Just as the Massachusetts regulators worried that Apple would harm investors, the SEC's inaction is motivated by a fear that it will be blamed for the abuses that will occur if access to capital is opened up. Indeed, the SEC is right to expect that there will be misconduct, because raising capital always attracts its share of bad apples. Regulatory inaction is less likely to draw criticism than regulatory flexibility, as the harm is hard to pinpoint. The businesses that cannot get capital as a result of unduly restrictive regulations do not survive to tell their stories. The would-be investors, who are prevented by SEC rules from even hearing about entrepreneurs' ideas, do not usually - the Apple story aside -- know what they are missing.

The need for SEC action is clear. Companies across the spectrum have run into oppressive regulatory barriers to accessing capital. Fresh-faced entrepreneurs are frustrated when they find out that they cannot use the Internet, which is central to everything else they do, to find investors to finance their ideas. Small, private companies that want to encourage and reward employees with stock are being told they cannot remain private if they do so.

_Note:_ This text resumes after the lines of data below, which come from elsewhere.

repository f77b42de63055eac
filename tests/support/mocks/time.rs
// tests/support/mocks/time.rs
use chrono::{DateTime, Utc};
use once_cell::sync::Lazy;

static FIXED_NOW: Lazy<DateTime<Utc>> = Lazy::new(|| {
    DateTime::parse_from_rfc3339("2024-01-01T00:00:00Z")
        .expect("invalid RFC3339 in tests/support/mocks/time.rs")
        .with_timezone(&Utc)
});

/// Deterministic timestamp for records created in tests.
pub fn fixed_now() -> DateTime<Utc> {
    *FIXED_NOW
}
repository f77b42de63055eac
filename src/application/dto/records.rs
use crate::domain::record::Record;
use crate::domain::slug::SlugMapping;
use chrono::{DateTime, Utc};
use indexmap::IndexMap;
use serde::{Deserialize, Serialize};

#[derive(Debug, Clone, Serialize, Deserialize)]
pub struct RecordDto {
    pub id: i64,
    pub attributes: IndexMap<String, String>,
    pub slugs: IndexMap<String, SlugMapping>,
    pub created_at: DateTime<Utc>,
    pub updated_at: DateTime<Utc>,
}

impl From<Record> for RecordDto {
    fn from(record: Record) -> Self {
        Self {
            id: record.id.into(),
            attributes: record.attributes,
            slugs: record.slugs,
            created_at: record.created_at,
            updated_at: record.updated_at,
        }
    }
}

impl RecordDto {
    pub fn slug(&self, target_field: &str, attribute: &str) -> Option<&str> {
        self.slugs.get(target_field).and_then(|mapping| mapping.get(attribute))
    }
}
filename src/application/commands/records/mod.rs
// src/application/commands/records/mod.rs
mod create;
mod service;
mod update;

pub use create::{CreateRecordCommand, CreateRecordCommandBuilder};
pub use service::RecordCommandService;
pub use update::UpdateRecordCommand;
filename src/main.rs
use record_slugs::application::{
    commands::records::CreateRecordCommand,
    ports::{time::Clock, util::SlugGenerator},
    services::ApplicationServices,
};
use record_slugs::config::AppConfig;
use record_slugs::domain::record::{FieldName, RecordReadRepository, RecordWriteRepository};
use record_slugs::domain::slug::SlugLookup;
use record_slugs::infrastructure::{
    database, repositories::SqliteRecordRepository, time::SystemClock, util::DefaultSlugGenerator,
};
use anyhow::{Context, Result};
use std::sync::Arc;
use tracing_subscriber::{layer::SubscriberExt, util::SubscriberInitExt};

const SOURCE_ATTRIBUTE: &str = "title";
const TARGET_FIELD: &str = "slugs";

#[tokio::main]
async fn main() {
    if let Err(err) = bootstrap().await {
        tracing::error!(error = %err, "fatal error");
        eprintln!("fatal error: {err:#}");
        std::process::exit(1);
    }
}

async fn bootstrap() -> Result<()> {
    dotenvy::dotenv().ok();
    init_tracing();

    let config = AppConfig::from_env()?;
    let slug_config = config.slug_config([SOURCE_ATTRIBUTE], TARGET_FIELD)?;

    let pool = database::init_pool(config.database_url(), config.database_max_connections())
        .await
        .context("opening database")?;
    let repo = Arc::new(SqliteRecordRepository::new(
        Arc::new(pool),
        FieldName::new("records")?,
        vec![slug_config.target_field().clone()],
    )?);
    repo.ensure_schema().await?;

    let write_repo: Arc<dyn RecordWriteRepository> = repo.clone();
    let read_repo: Arc<dyn RecordReadRepository> = repo.clone();
    let lookup: Arc<dyn SlugLookup> = repo;
    let clock: Arc<dyn Clock> = Arc::new(SystemClock);
    let slugger: Arc<dyn SlugGenerator> = Arc::new(DefaultSlugGenerator);

    let services = ApplicationServices::new(write_repo, read_repo, lookup, clock, slugger, slug_config);

    for title in std::env::args().skip(1) {
        let command = CreateRecordCommand::builder()
            .attribute(SOURCE_ATTRIBUTE, title)
            .build()
            .map_err(anyhow::Error::msg)?;
        let record = services.record_commands.create_record(command).await?;
        tracing::info!(id = record.id, "record saved");
        println!("{}", serde_json::to_string(&record)?);
    }

    Ok(())
}

fn init_tracing() {
    let env_filter = std::env::var("RUST_LOG")
        .ok()
        .unwrap_or_else(|| "info,sqlx=warn".to_string());

    let subscriber = tracing_subscriber::registry()
        .with(tracing_subscriber::EnvFilter::new(env_filter))
        .with(tracing_subscriber::fmt::layer().with_writer(std::io::stderr));

    if subscriber.try_init().is_err() {
        tracing::warn!("tracing subscriber already initialised");
    }
}
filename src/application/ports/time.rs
// src/application/ports/time.rs
use chrono::{DateTime, Utc};

/// Source of the `created_at` / `updated_at` stamps written on save.
pub trait Clock: Send + Sync {
    fn now(&self) -> DateTime<Utc>;
}
// src/domain/mod.rs
pub mod errors;
pub mod record;
pub mod slug;
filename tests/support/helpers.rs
// tests/support/helpers.rs
use std::sync::Arc;

use super::mocks;
use record_slugs::application::ports::{time::Clock, util::SlugGenerator};
use record_slugs::application::services::ApplicationServices;
use record_slugs::domain::record::{FieldName, RecordReadRepository, RecordWriteRepository};
use record_slugs::domain::slug::{SlugConfig, SlugConfigBuilder, SlugLookup};
use record_slugs::infrastructure::database;
use record_slugs::infrastructure::repositories::{InMemoryRecordRepository, SqliteRecordRepository};
use record_slugs::infrastructure::util::DefaultSlugGenerator;

/// Config slugging `sources` into the `slugs` field, adjusted by `tweak`.
pub fn slug_config(sources: &[&str], tweak: impl FnOnce(SlugConfigBuilder) -> SlugConfigBuilder) -> SlugConfig {
    tweak(
        SlugConfig::builder()
            .generate_slugs_from(sources.iter().copied())
            .save_slugs_to("slugs"),
    )
    .build()
    .expect("valid slug config")
}

fn services_over<R>(repo: Arc<R>, config: SlugConfig) -> ApplicationServices
where
    R: RecordWriteRepository + RecordReadRepository + SlugLookup + 'static,
{
    let write: Arc<dyn RecordWriteRepository> = repo.clone();
    let read: Arc<dyn RecordReadRepository> = repo.clone();
    let lookup: Arc<dyn SlugLookup> = repo;
    let clock: Arc<dyn Clock> = Arc::new(mocks::DummyClock);
    let slugger: Arc<dyn SlugGenerator> = Arc::new(DefaultSlugGenerator);

    ApplicationServices::new(write, read, lookup, clock, slugger, config)
}

pub fn memory_services(config: SlugConfig) -> (Arc<InMemoryRecordRepository>, ApplicationServices) {
    let repo = Arc::new(InMemoryRecordRepository::new());
    let services = services_over(Arc::clone(&repo), config);
    (repo, services)
}

pub async fn sqlite_repo(slug_columns: &[&str]) -> Arc<SqliteRecordRepository> {
    let pool = database::init_pool("sqlite::memory:", 1)
        .await
        .expect("in-memory sqlite");
    let columns = slug_columns
        .iter()
        .map(|c| FieldName::new(*c).expect("column name"))
        .collect();
    let repo = SqliteRecordRepository::new(
        Arc::new(pool),
        FieldName::new("test_model").expect("table name"),
        columns,
    )
    .expect("repository");
    repo.ensure_schema().await.expect("schema");
    Arc::new(repo)
}

pub async fn sqlite_services(config: SlugConfig) -> (Arc<SqliteRecordRepository>, ApplicationServices) {
    let repo = sqlite_repo(&[config.target_field().as_str()]).await;
    let services = services_over(Arc::clone(&repo), config);
    (repo, services)
}
// src/domain/slug/generator.rs
//! Text → slug normalization.
//!
//! Transliteration is handled by the `slug` crate (backed by `deunicode`),
//! preceded by a small table of language-specific substitutions where the
//! generic table picks the wrong spelling (German umlauts, Danish `ø`/`å`).

use std::borrow::Cow;

/// Normalize `source` into a slug joined by `separator` and at most
/// `max_length` bytes long.
///
/// An empty source yields an empty slug. The output never starts or ends with
/// the separator or with whitespace.
pub fn generate(source: &str, separator: &str, max_length: usize, language: Option<&str>) -> String {
    if source.is_empty() {
        return String::new();
    }

    let localized = localize(source, language);
    let hyphenated = slug::slugify(localized.as_ref());
    let joined = if separator == "-" {
        hyphenated
    } else {
        hyphenated.replace('-', separator)
    };

    let truncated = truncate_bytes(&joined, max_length);
    trim_tail(truncated, separator).to_owned()
}

/// Longest prefix of `value` that fits in `max_bytes` without splitting a char.
pub(crate) fn truncate_bytes(value: &str, max_bytes: usize) -> &str {
    if value.len() <= max_bytes {
        return value;
    }
    let mut end = max_bytes;
    while !value.is_char_boundary(end) {
        end -= 1;
    }
    &value[..end]
}

/// Strip trailing whitespace and any character of `separator`.
pub(crate) fn trim_tail<'a>(value: &'a str, separator: &str) -> &'a str {
    value.trim_end_matches(|c: char| c.is_whitespace() || separator.contains(c))
}

fn localize<'a>(source: &'a str, language: Option<&str>) -> Cow<'a, str> {
    let rules = language.map(substitutions).unwrap_or_default();
    if rules.is_empty() || !source.chars().any(|c| rules.iter().any(|(from, _)| *from == c)) {
        return Cow::Borrowed(source);
    }

    let mut out = String::with_capacity(source.len() + 8);
    for c in source.chars() {
        match rules.iter().find(|(from, _)| *from == c) {
            Some((_, to)) => out.push_str(to),
            None => out.push(c),
        }
    }
    Cow::Owned(out)
}

const GERMAN: &[(char, &str)] = &[
    ('ä', "ae"),
    ('ö', "oe"),
    ('ü', "ue"),
    ('Ä', "Ae"),
    ('Ö', "Oe"),
    ('Ü', "Ue"),
    ('ß', "ss"),
    ('ẞ', "SS"),
];

const DANO_NORWEGIAN: &[(char, &str)] = &[
    ('æ', "ae"),
    ('ø', "oe"),
    ('å', "aa"),
    ('Æ', "Ae"),
    ('Ø', "Oe"),
    ('Å', "Aa"),
];

const SWEDISH: &[(char, &str)] = &[
    ('ä', "a"),
    ('ö', "o"),
    ('å', "a"),
    ('Ä', "A"),
    ('Ö', "O"),
    ('Å', "A"),
];

/// Substitution table for a BCP 47 / POSIX style tag, matched on its primary
/// subtag (`de`, `de-AT` and `de_CH` all select German).
fn substitutions(language: &str) -> &'static [(char, &'static str)] {
    let primary = language
        .split(['-', '_'])
        .next()
        .unwrap_or_default()
        .to_ascii_lowercase();

    match primary.as_str() {
        "de" => GERMAN,
        "da" | "nb" | "nn" | "no" => DANO_NORWEGIAN,
        "sv" => SWEDISH,
        _ => &[],
    }
}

Companies that want to make their shares available to the public are scared off by the monetary cost, as well as the time required to comply with Sarbanes-Oxley and other regulatory requirements.

Yet, the SEC has refused to adopt reforms to ease the difficulties that small and growing companies face in obtaining financing. Many of these reforms, such as lifting constraints on entrepreneurs' communications with potential investors, are well within the SEC's authority. Despite studying small business capital formation for years, the SEC never seems to be able to bring itself to make meaningful changes in response to all that research. In a recent letter to the Senate Banking Committee, Chairman Schapiro told Congress that she had directed her staff to study many capital formation issues last spring. Nevertheless, she was not able to comment on the appropriate shareholder threshold for public reporting, one of the key pieces of the JOBS Act.

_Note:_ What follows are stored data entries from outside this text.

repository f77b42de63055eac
// src/application/commands/records/update.rs
use super::RecordCommandService;
use crate::{
    application::{
        dto::RecordDto,
        error::{ApplicationError, ApplicationResult},
    },
    domain::{
        record::{AttributeValues, RecordId},
        slug::SaveEvent,
    },
};

pub struct UpdateRecordCommand {
    pub id: i64,
    /// Attributes to overwrite; others keep their stored value.
    pub attributes: AttributeValues,
}

impl RecordCommandService {
    pub async fn update_record(&self, command: UpdateRecordCommand) -> ApplicationResult<RecordDto> {
        let id = RecordId::new(command.id)?;
        let mut record = self
            .read_repo
            .find_by_id(id)
            .await?
            .ok_or_else(|| ApplicationError::not_found("record not found"))?;

        let now = self.clock.now();
        record.merge_attributes(command.attributes, now);

        let slugs = self
            .slugs
            .orchestrate(&self.slug_config, &record.attributes, SaveEvent::Update, Some(id))
            .await?;
        if let Some(mapping) = slugs {
            record.attach_slugs(self.slug_config.target_field(), mapping, now);
        }

        let updated = self.write_repo.update(record).await?;
        Ok(updated.into())
    }
}
use crate::domain::errors::DomainResult;
use crate::domain::record::entity::{NewRecord, Record};
use crate::domain::record::value_objects::RecordId;
use async_trait::async_trait;

#[async_trait]
pub trait RecordWriteRepository: Send + Sync {
    async fn insert(&self, record: NewRecord) -> DomainResult<Record>;
    async fn update(&self, record: Record) -> DomainResult<Record>;
}

#[async_trait]
pub trait RecordReadRepository: Send + Sync {
    async fn find_by_id(&self, id: RecordId) -> DomainResult<Option<Record>>;
}
// src/application/ports/mod.rs
pub mod time;
pub mod util;

// Type aliases to make port injection sites more descriptive and reduce `dyn` noise
pub type ClockPort = dyn time::Clock;
pub type SlugGeneratorPort = dyn util::SlugGenerator;
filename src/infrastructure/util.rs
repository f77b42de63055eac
// src/infrastructure/util.rs
use crate::application::ports::util::SlugGenerator;
use crate::domain::slug::generate;

/// Slug generator backed by the `slug` crate's transliteration table.
#[derive(Default, Clone)]
pub struct DefaultSlugGenerator;

impl SlugGenerator for DefaultSlugGenerator {
    fn slugify(
        &self,
        input: &str,
        separator: &str,
        max_length: usize,
        language: Option<&str>,
    ) -> String {
        generate(input, separator, max_length, language)
    }
}
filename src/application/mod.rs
pub mod commands;
pub mod dto;
pub mod error;
pub mod ports;
pub mod services;

pub use error::ApplicationResult;
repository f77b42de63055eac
pub mod database;
pub mod repositories;
pub mod time;
pub mod util;
use crate::domain::errors::{DomainError, DomainResult};
use serde::{Deserialize, Serialize};
use std::fmt;

#[derive(Debug, Clone, Copy, PartialEq, Eq, Hash, Serialize, Deserialize)]
pub struct RecordId(pub i64);

impl RecordId {
    pub fn new(id: i64) -> DomainResult<Self> {
        if id <= 0 {
            Err(DomainError::Validation("record id must be positive".into()))
        } else {
            Ok(Self(id))
        }
    }
}

impl From<RecordId> for i64 {
    fn from(value: RecordId) -> Self {
        value.0
    }
}

impl fmt::Display for RecordId {
    fn fmt(&self, f: &mut fmt::Formatter<'_>) -> fmt::Result {
        write!(f, "{}", self.0)
    }
}

/// Name of a stored field. Restricted to `[A-Za-z_][A-Za-z0-9_]*` so it can be
/// spliced into SQL as a column or table identifier.
#[derive(Debug, Clone, PartialEq, Eq, Hash)]
pub struct FieldName(String);

impl FieldName {
    pub fn new(value: impl Into<String>) -> DomainResult<Self> {
        let value = value.into();
        let mut chars = value.chars();
        let valid_head = chars
            .next()
            .is_some_and(|c| c.is_ascii_alphabetic() || c == '_');
        if !valid_head || !chars.all(|c| c.is_ascii_alphanumeric() || c == '_') {
            return Err(DomainError::Validation(format!(
                "invalid field name: {value:?}"
            )));
        }
        Ok(Self(value))
    }

    pub fn as_str(&self) -> &str {
        &self.0
    }
}

impl fmt::Display for FieldName {
    fn fmt(&self, f: &mut fmt::Formatter<'_>) -> fmt::Result {
        f.write_str(&self.0)
    }
}

impl From<FieldName> for String {
    fn from(value: FieldName) -> Self {
        value.0
    }
}
//! Suspend a task until enough clock time has passed.

use crate::error::TaskError;
use crate::runtime::Runtime;
use crate::task::{Coroutine, Step};

use std::time::Duration;

/// Creates a computation that finishes once `duration` has elapsed on the runtime clock.
///
/// The start time is captured on the first resumption, not at construction. A zero duration
/// finishes on the first resumption.
///
/// # Example
/// ```ignore
/// let mut nap = sleep(Duration::from_millis(5));
/// rt.spawn(task::poll_fn(move |rt| nap.resume(rt)));
/// ```
pub fn sleep(duration: Duration) -> Sleep {
    Sleep {
        duration,
        start: None,
    }
}

/// [`sleep`] measured in milliseconds.
pub fn sleep_ms(millis: u64) -> Sleep {
    sleep(Duration::from_millis(millis))
}

/// Computation returned by [`sleep`].
#[derive(Debug, Clone)]
pub struct Sleep {
    duration: Duration,
    start: Option<Duration>,
}

impl Sleep {
    /// A sleep whose clock started at `start` instead of at its first resumption.
    pub(crate) fn starting_at(duration: Duration, start: Duration) -> Self {
        Sleep {
            duration,
            start: Some(start),
        }
    }

    pub fn duration(&self) -> Duration {
        self.duration
    }
}

impl Coroutine for Sleep {
    type Output = ();

    fn resume(&mut self, rt: &Runtime) -> Result<Step<()>, TaskError> {
        let now = rt.now();
        let start = *self.start.get_or_insert(now);

        if now.saturating_sub(start) >= self.duration {
            Ok(Step::Done(()))
        } else {
            Ok(Step::Yield)
        }
    }
}
use tickwork::channel::{Count, MAILBOX_LAYER, Mailboxes, Target};
use tickwork::runtime::LayerId;
use tickwork::task::{from_fn, poll_fn};
use tickwork::{Error, Runtime, Step, TaskId};

use std::cell::RefCell;
use std::rc::Rc;

fn id(raw: u64) -> TaskId {
    TaskId::from_raw(raw)
}

fn parked(rt: &Runtime) -> TaskId {
    rt.spawn(poll_fn(|_| Ok(Step::<()>::Yield)))
}

#[test]
fn test_send_and_receive() {
    let rt = Runtime::new();
    let boxes: Mailboxes<&str> = Mailboxes::install(&rt).unwrap();

    assert_eq!(boxes.open(Some(id(7))).unwrap(), id(7));
    assert_eq!(boxes.send("hi", id(7)).unwrap(), 1);

    assert_eq!(boxes.recv(id(7)).unwrap(), Some("hi"));
    assert_eq!(boxes.recv(id(7)).unwrap(), None, "Mailbox should now be empty");
    assert!(matches!(
        boxes.recv(id(99)),
        Err(Error::MailboxNotOpen(missing)) if missing == id(99)
    ));
}

#[test]
fn test_messages_are_fifo() {
    let rt = Runtime::new();
    let boxes: Mailboxes<u32> = Mailboxes::install(&rt).unwrap();
    boxes.open(Some(id(1))).unwrap();

    for n in 0..4 {
        boxes.send(n, id(1)).unwrap();
    }

    assert_eq!(boxes.len(id(1)), 4);
    assert_eq!(
        boxes.recv_up_to(id(1), Count::Unbounded).unwrap(),
        vec![0, 1, 2, 3]
    );
}

#[test]
fn test_broadcast_reaches_open_mailboxes_in_id_order() {
    let rt = Runtime::new();
    let boxes: Mailboxes<&str> = Mailboxes::install(&rt).unwrap();

    for raw in [5, 2, 9] {
        boxes.open(Some(id(raw))).unwrap();
    }

    assert_eq!(boxes.send("all", Target::All).unwrap(), 3);
    boxes.send("two", id(2)).unwrap();

    assert_eq!(
        boxes.recv_up_to(Target::All, Count::Unbounded).unwrap(),
        vec!["all", "two", "all", "all"],
        "Broadcast receive drains mailboxes in ascending id order"
    );
}

#[test]
fn test_multicast_skips_unopened_mailboxes() {
    let rt = Runtime::new();
    let boxes: Mailboxes<char> = Mailboxes::install(&rt).unwrap();
    boxes.open(Some(id(1))).unwrap();
    boxes.open(Some(id(3))).unwrap();

    let delivered = boxes.send('m', vec![id(3), id(2), id(1)]).unwrap();

    assert_eq!(delivered, 2);
    assert!(!boxes.is_open(id(2)), "Multicast never opens a mailbox");
    assert_eq!(
        boxes.recv(vec![id(2), id(1)]).unwrap(),
        Some('m'),
        "List receive skips unopened ids"
    );
}

#[test]
fn test_receive_limit_spans_targets() {
    let rt = Runtime::new();
    let boxes: Mailboxes<u8> = Mailboxes::install(&rt).unwrap();
    boxes.open(Some(id(1))).unwrap();
    boxes.open(Some(id(2))).unwrap();

    boxes.send(10, id(1)).unwrap();
    boxes.send(11, id(1)).unwrap();
    boxes.send(20, id(2)).unwrap();
    boxes.send(21, id(2)).unwrap();

    let taken = boxes
        .recv_up_to(vec![id(1), id(2)], Count::Limit(3))
        .unwrap();

    assert_eq!(taken, vec![10, 11, 20]);
    assert_eq!(boxes.len(id(2)), 1);
}

#[test]
fn test_unicast_opens_only_for_pending_tasks() {
    let rt = Runtime::new();
    let boxes: Mailboxes<&str> = Mailboxes::install(&rt).unwrap();
    let live = parked(&rt);

    assert_eq!(boxes.send("wake", live).unwrap(), 1);
    assert!(boxes.is_open(live), "A pending task gets a mailbox on first message");

    assert_eq!(boxes.send("lost", id(42)).unwrap(), 0);
    assert!(!boxes.is_open(id(42)), "Unknown tasks never get a mailbox");
}

#[test]
fn test_mailbox_closes_with_its_task() {
    let rt = Runtime::new();
    let boxes: Mailboxes<u8> = Mailboxes::install(&rt).unwrap();

    let cancelled = parked(&rt);
    let finished = rt.spawn(from_fn(|_| Ok(())));
    boxes.open(Some(cancelled)).unwrap();
    boxes.open(Some(finished)).unwrap();
    boxes.send(1, cancelled).unwrap();

    rt.cancel(cancelled);
    assert!(!boxes.is_open(cancelled), "Cancel should close the mailbox");

    rt.tick();
    assert!(!rt.contains(finished));
    assert!(!boxes.is_open(finished), "Completion should close the mailbox");
}

#[test]
fn test_one_mailbox_layer_per_runtime() {
    let rt = Runtime::new();
    let boxes: Mailboxes<u8> = Mailboxes::install(&rt).unwrap();

    let again = Mailboxes::<String>::install(&rt);
    assert!(matches!(again, Err(Error::LayerInstalled(_))));
    assert!(rt.is_layer_installed(&LayerId::from(MAILBOX_LAYER)));

    assert_eq!(boxes.uninstall(), 1);
    assert!(!rt.is_layer_installed(&LayerId::from(MAILBOX_LAYER)));

    let task = parked(&rt);
    boxes.open(Some(task)).unwrap();
    rt.cancel(task);
    assert!(
        boxes.is_open(task),
        "Without the layer mailboxes no longer follow their task"
    );

    assert!(Mailboxes::<String>::install(&rt).is_ok());
}

#[test]
fn test_current_target_inside_a_task() {
    let rt = Runtime::new();
    let boxes: Mailboxes<u32> = Mailboxes::install(&rt).unwrap();
    let received = Rc::new(RefCell::new(Vec::new()));

    let inbox = boxes.clone();
    let log = Rc::clone(&received);
    let task = rt.spawn(poll_fn(move |_| {
        if log.borrow().is_empty() {
            inbox.open(None)?;
            inbox.send(5, Target::Current)?;
        }
        if let Some(message) = inbox.recv(Target::Current)? {
            log.borrow_mut().push(message);
        }
        Ok(Step::<()>::Yield)
    }));

    rt.tick();

    assert!(boxes.is_open(task));
    assert_eq!(*received.borrow(), vec![5]);

    assert!(matches!(
        boxes.recv(Target::Current),
        Err(Error::NoCurrentTask)
    ));
    assert!(matches!(boxes.open(None), Err(Error::NoCurrentTask)));
}

#[test]
fn test_close_discards_messages() {
    let rt = Runtime::new();
    let boxes: Mailboxes<u8> = Mailboxes::install(&rt).unwrap();
    boxes.open(Some(id(3))).unwrap();
    boxes.send(1, id(3)).unwrap();

    assert!(boxes.close(Some(id(3))).unwrap());
    assert!(!boxes.close(Some(id(3))).unwrap(), "Already closed");
    assert_eq!(boxes.len(id(3)), 0);
}

#[test]
fn test_current_send_needs_an_open_mailbox() {
    let rt = Runtime::new();
    let boxes: Mailboxes<u32> = Mailboxes::install(&rt).unwrap();
    let delivered = Rc::new(RefCell::new(None));

    let inbox = boxes.clone();
    let slot = Rc::clone(&delivered);
    let task = rt.spawn(poll_fn(move |_| {
        if slot.borrow().is_none() {
            *slot.borrow_mut() = Some(inbox.send(5, Target::Current)?);
        }
        Ok(Step::<()>::Yield)
    }));

    rt.tick();

    assert_eq!(
        *delivered.borrow(),
        Some(0),
        "Sending to an unopened current mailbox should deliver nothing"
    );
    assert!(!boxes.is_open(task), "Sending should not open the caller's mailbox");
}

Balancing investor protection concerns with capital formation is a complex undertaking, the details of which would benefit from regulatory expertise. Such expertise has been lacking here precisely because the SEC has refused to apply itself in a productive manner. To make matters worse, the Senate bypassed its standard Committee process to vet legislative initiatives with experts. As a result, the JOBS Act, although it has many merits, is unlikely to bring entrepreneurs and investors together as effectively and safely as it could have.